DS-lite is a fairly simple idea - on the B4 router (Basic Bridging BroadBand, typically a consumer router) you encapsulate all IPv4 packets inside IPv6 packets, so they can then be routed over an ISP's IPv6-only network to an AFTR (Address Family Translation Router) which decapsulates the packets and does NAT.

The key thing to note is that the B4 does not do NAT, it simply routes all packets out over the 4in6 tunnel, and the AFTR will typically receive IPv4 packets with source addresses in RFC1918 ranges. For further reading, Juniper have a great explanation, or you can just go and read the RFC.

Doing this on linux

Encapsulating IPv4 in IPv6 on linux is very simple, you can just create a 4in6 tunnel as below:

# ip tunnel add dslite1 mode ip4ip6 local 2001:678:634:103:192::1 remote 2001:678:634:103:192::2
# ip l set dslite1 up
# ip a add dev dslite1

As per RFC6333, the AFTR has the v4 IP on all 4in6 tunnels, and the B4 router has

You can then easily enable forwarding, and set the router to NAT traffic going to the internet:

# sysctl -w net.ipv4.ip_forward=1
# iptables -t nat -A POSTROUTING -o uplink -j MASQUERADE

This assumes that you have a single link to the internet called "uplink". In my case this is another 4in6 tunnel to get back from my v6-only home network where I'm running these lab routers to a router on the edge of my nework with IPv4 connectivity, but this would typically just be your WAN interface for a simple router.

If you do a packet capture at this point, you'll see any traffic from the network behind the B4 router being decapsulated and NATed out the uplink. However, any responses will not be routed properly back to the source, since there's no entry in the routing table for the source private IPv4 addresses (ignoring the default route).

Fun with policy routing

The solution to this is to create a second routing table, which routes all traffic down the tunnel:

# echo "1 dslite1" >> /etc/iproute2/rt_tables
# ip r add default dev dslite1 table dslite1

Connmarks can then be used with iptables to mark all incoming connections from a specific tunnel, and save that mark:

# iptables -t mangle -A PREROUTING -i dslite1 -j MARK --set-mark 1
# iptables -t mangle -A POSTROUTING -j CONNMARK --save-mark

Conntrack tracks connections, so any saved marks can be restored for packets related to an existing connection. If any response packets are identified based on source interface and the original mark, those are routed via the second routing table:

# iptables -t mangle -I PREROUTING -j CONNMARK --restore-mark
# ip rule add fwmark 1 iif uplink table dslite1

The key thing here is that this can be repeated many times, and linux will be able to route traffic back down different tunnels as required.

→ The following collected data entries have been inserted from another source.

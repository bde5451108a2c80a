//! Fatal game-data errors.
//!
//! These indicate corrupted or mismatched static game data, never a
//! transient gameplay condition. Ordinary rejections (ammo already full,
//! armor not an improvement, key already owned) are plain boolean results
//! and are deliberately *not* represented here.

use thiserror::Error;

use crate::info::SpriteTag;

/// Mismatch between the item tables and the pickup dispatch chain.
///
/// A touched special object whose sprite tag no resolver recognizes means
/// the static game data and the resolver chain have gone out of sync. The
/// enclosing operation aborts; there is no recovery path.
#[derive(Debug, Clone, Copy, PartialEq, Eq, Error)]
pub enum GameDataError {
    /// No resolver in the pickup chain recognized the sprite tag.
    #[error("unknown gettable thing: sprite tag {0:?} matched no pickup category")]
    UnknownPickup(SpriteTag),
}
//! Pickup resolution chain.
//!
//! When the collision layer reports that an alive toucher reached a
//! special object, [`touch_special`] walks a fixed, data-visible chain of
//! category resolvers: armor, bonus item, key, health item, power-up,
//! ammo, weapon. Each resolver either does not recognize the sprite tag
//! (chain continues), recognizes it but declines the grant (stop, nothing
//! happens), or applies the grant (stop, the shared acceptance tail runs).
//!
//! A sprite tag no resolver recognizes is a fatal game-data error: the
//! item tables and the dispatch chain have gone out of sync.

pub mod economy;
mod resolvers;

use tracing::{debug, error};

use crate::entity::{EntityId, Mobj, MobjFlags};
use crate::error::GameDataError;
use crate::event::Event;
use crate::info::{SoundId, SpriteTag};
use crate::msg::MessageId;
use crate::player::{Player, BONUS_ADD};
use crate::rules::GameRules;
use crate::world::World;

pub use economy::PickupScope;
pub use resolvers::chain;

/// How far below the toucher's feet a special may still be reached.
const REACH_BELOW: f32 = 8.0;

/// Read-only snapshot of the touched special object.
///
/// Resolvers never mutate the special; it is either removed whole by the
/// acceptance tail or left untouched.
#[derive(Debug, Clone, Copy)]
pub struct PickupItem {
    /// The special's entity ID.
    pub id: EntityId,
    /// Visual tag, the dispatch key.
    pub sprite: SpriteTag,
    /// The special's flags (dropped, counts-as-item).
    pub flags: MobjFlags,
}

/// Result of one category resolver.
#[derive(Debug, Clone, Copy, PartialEq, Eq)]
pub enum Outcome {
    /// Tag not recognized by this category; the chain continues.
    NotMine,
    /// Tag recognized but the grant declined; the chain stops with no
    /// effect beyond whatever the resolver already applied internally
    /// (the weapons-stay path).
    Rejected,
    /// Grant applied; the chain stops and the acceptance tail runs.
    Accepted {
        /// HUD message to set, if any.
        message: Option<MessageId>,
        /// Pickup sound; the generic blip unless overridden.
        sound: SoundId,
        /// Whether the special is consumed from the world.
        remove: bool,
    },
}

/// One category of gettable things.
///
/// Implementations inspect only the sprite tag and apply their grant
/// through the economy functions.
pub trait CategoryResolver: Sync {
    /// Category name, for logs and for asserting the chain order.
    fn category(&self) -> &'static str;

    /// Attempts to resolve the touched item within this category.
    fn try_resolve(
        &self,
        item: &PickupItem,
        player: &mut Player,
        body: &mut Mobj,
        scope: &mut PickupScope<'_>,
    ) -> Outcome;
}

/// Resolves a touch between a special object and a toucher.
///
/// Non-player touchers, dead touchers, and touches failing the vertical
/// reach test are silent no-ops. On acceptance the shared tail applies
/// the item tally, the bonus flash, the HUD message, the pickup sound
/// (non-positional, console player only), and removal when requested.
///
/// # Errors
///
/// [`GameDataError::UnknownPickup`] when no resolver recognizes the
/// sprite tag. This signals corrupted game data and aborts processing.
pub fn touch_special(
    world: &mut World,
    rules: &GameRules,
    events: &mut Vec<Event>,
    special: EntityId,
    toucher: EntityId,
) -> Result<(), GameDataError> {
    let Some(sp) = world.get(special) else {
        return Ok(());
    };
    if !sp.is_special() {
        return Ok(());
    }
    let item = PickupItem {
        id: special,
        sprite: sp.info().sprite,
        flags: sp.flags,
    };
    let sp_z = sp.z;

    let Some(toucher_ref) = world.get(toucher) else {
        return Ok(());
    };
    // Vertical reach: the collision layer already filters on this, but a
    // stale event after a lift movement must not grant through a floor.
    let delta = sp_z - toucher_ref.z;
    if delta > toucher_ref.height || delta < -REACH_BELOW {
        return Ok(());
    }
    // Dead things can't pick up anything.
    if toucher_ref.health <= 0 {
        return Ok(());
    }
    let Some(pid) = toucher_ref.player else {
        return Ok(());
    };

    let resolved = {
        let Some((player, body)) = world.player_with_body_mut(pid) else {
            return Ok(());
        };
        let mut scope = PickupScope {
            rules,
            is_console_player: pid == rules.console_player,
            events,
        };
        let mut resolved = None;
        for resolver in chain() {
            match resolver.try_resolve(&item, player, body, &mut scope) {
                Outcome::NotMine => {}
                Outcome::Rejected => {
                    debug!(
                        category = resolver.category(),
                        sprite = ?item.sprite,
                        "pickup declined"
                    );
                    resolved = Some(None);
                    break;
                }
                Outcome::Accepted {
                    message,
                    sound,
                    remove,
                } => {
                    debug!(
                        category = resolver.category(),
                        sprite = ?item.sprite,
                        remove,
                        "pickup accepted"
                    );
                    resolved = Some(Some((message, sound, remove)));
                    break;
                }
            }
        }
        resolved
    };

    match resolved {
        None => {
            error!(sprite = ?item.sprite, "unknown gettable thing");
            Err(GameDataError::UnknownPickup(item.sprite))
        }
        Some(None) => Ok(()),
        Some(Some((message, sound, remove))) => {
            if let Some(player) = world.player_mut(pid) {
                if item.flags.contains(MobjFlags::COUNT_ITEM) {
                    player.item_count += 1;
                }
                player.bonus_count += BONUS_ADD;
                if message.is_some() {
                    player.message = message;
                }
            }
            if remove {
                world.remove(special);
            }
            events.push(Event::ItemPickedUp {
                player: pid,
                sprite: item.sprite,
                removed: remove,
            });
            if pid == rules.console_player {
                events.push(Event::Sound {
                    origin: None,
                    sound,
                });
            }
            Ok(())
        }
    }
}

#[cfg(test)]
mod tests {
    use super::*;

    #[test]
    fn chain_order_is_fixed() {
        let categories: Vec<&str> = chain().iter().map(|r| r.category()).collect();
        assert_eq!(
            categories,
            vec!["armor", "bonus", "key", "health", "power", "ammo", "weapon"]
        );
    }
}
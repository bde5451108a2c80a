//! Shared factories for the integration tests.

use glam::Vec2;

use crate::entity::EntityId;
use crate::info::MobjKind;
use crate::player::PlayerId;
use crate::rules::GameRules;
use crate::simulation::Simulation;

/// A simulation with one player spawned at the origin.
pub fn solo_sim(rules: GameRules, seed: u64) -> (Simulation, PlayerId, EntityId) {
    let mut sim = Simulation::new(rules, seed);
    let (pid, body) = sim.world_mut().spawn_player(Vec2::ZERO);
    (sim, pid, body)
}

/// Spawns a pickup within reach of the origin.
pub fn place_item(sim: &mut Simulation, kind: MobjKind) -> EntityId {
    sim.world_mut().spawn(kind, Vec2::ZERO, 0.0)
}

/// Spawns a monster at a distance.
pub fn place_monster(sim: &mut Simulation, kind: MobjKind) -> EntityId {
    sim.world_mut().spawn(kind, Vec2::new(128.0, 0.0), 0.0)
}
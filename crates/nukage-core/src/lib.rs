//! Deterministic combat and pickup rule engine.
//!
//! `nukage-core` implements the item-economy and damage rules of a classic
//! 2.5-D shooter as a pure, single-threaded state machine: the pickup
//! resolution chain, the damage pipeline with its kill sub-routine, and
//! the automap overlay state. Rendering, audio, input mapping, level
//! geometry, and AI live in the embedding game; the core communicates
//! with them through the [`event::Event`] log.
//!
//! # Determinism
//!
//! Given the same [`rules::GameRules`], the same PRNG seed, and the same
//! sequence of entry-point calls, the engine produces bit-identical world
//! state and an identical event log. All randomness flows through one
//! [`rng::SimRng`]; iteration is ordered; there is no parallelism and no
//! interior mutability.
//!
//! # Example
//!
//! ```
//! use glam::Vec2;
//! use nukage_core::info::MobjKind;
//! use nukage_core::rules::GameRules;
//! use nukage_core::simulation::Simulation;
//!
//! let mut sim = Simulation::new(GameRules::default(), 0xC0FFEE);
//! let (pid, body) = sim.world_mut().spawn_player(Vec2::ZERO);
//! let medikit = sim.world_mut().spawn(MobjKind::Medikit, Vec2::ZERO, 0.0);
//!
//! sim.damage_mobj(body, None, None, 30);
//! sim.touch_special(medikit, body).unwrap();
//!
//! assert_eq!(sim.world().player(pid).unwrap().health, 95);
//! ```

#![warn(missing_docs)]
#![warn(clippy::all)]
#![warn(clippy::pedantic)]
#![allow(clippy::module_name_repetitions)]
#![allow(clippy::must_use_candidate)]

pub mod automap;
pub mod damage;
pub mod entity;
pub mod error;
pub mod event;
pub mod info;
pub mod msg;
pub mod pickup;
pub mod player;
pub mod rng;
pub mod rules;
pub mod simulation;
pub mod world;

pub use entity::{EntityId, Mobj, MobjFlags};
pub use error::GameDataError;
pub use event::Event;
pub use player::{Player, PlayerId};
pub use rules::GameRules;
pub use simulation::Simulation;
pub use world::World;

#[cfg(test)]
mod tests;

Additionally, a rule can be added to do the same routing with packets originating from the router itself (eg ICMP ping replies, or TTL expired ICMP messages), and a kernel parameter set to preserve marks for replies:

# sysctl -w net.ipv4.fwmark_reflect=1
# ip rule add fwmark 1 iif lo table dslite1

Actually testing this

Of course you can easily set up another linux machine, add a 6in4 tunnel and set it to route traffic out over that interface. However, that only confirms that this specific method of running an IPv4 network behind an IPv6-only network works, and not that DS-lite has actually been implemented!

My first thought was to try and get hold of a real consumer router with DS-lite support and try it out, but I realised there was a much easier solution - OpenWrt/LEDE has support for DS-lite, and can easily be installed on many existing consumer routers, or in a VM. It even has support for setting it up through the GUI:

At this point, IPv4 hosts behind the LEDE router should be able to communicate through the router, over the tunnel and through NAT on the AFTR to reach the IPv4 internet. Personally I still prefer NAT64 (and 464XLAT where necessary) and will continue to run that on my network, but this was a fun experiment!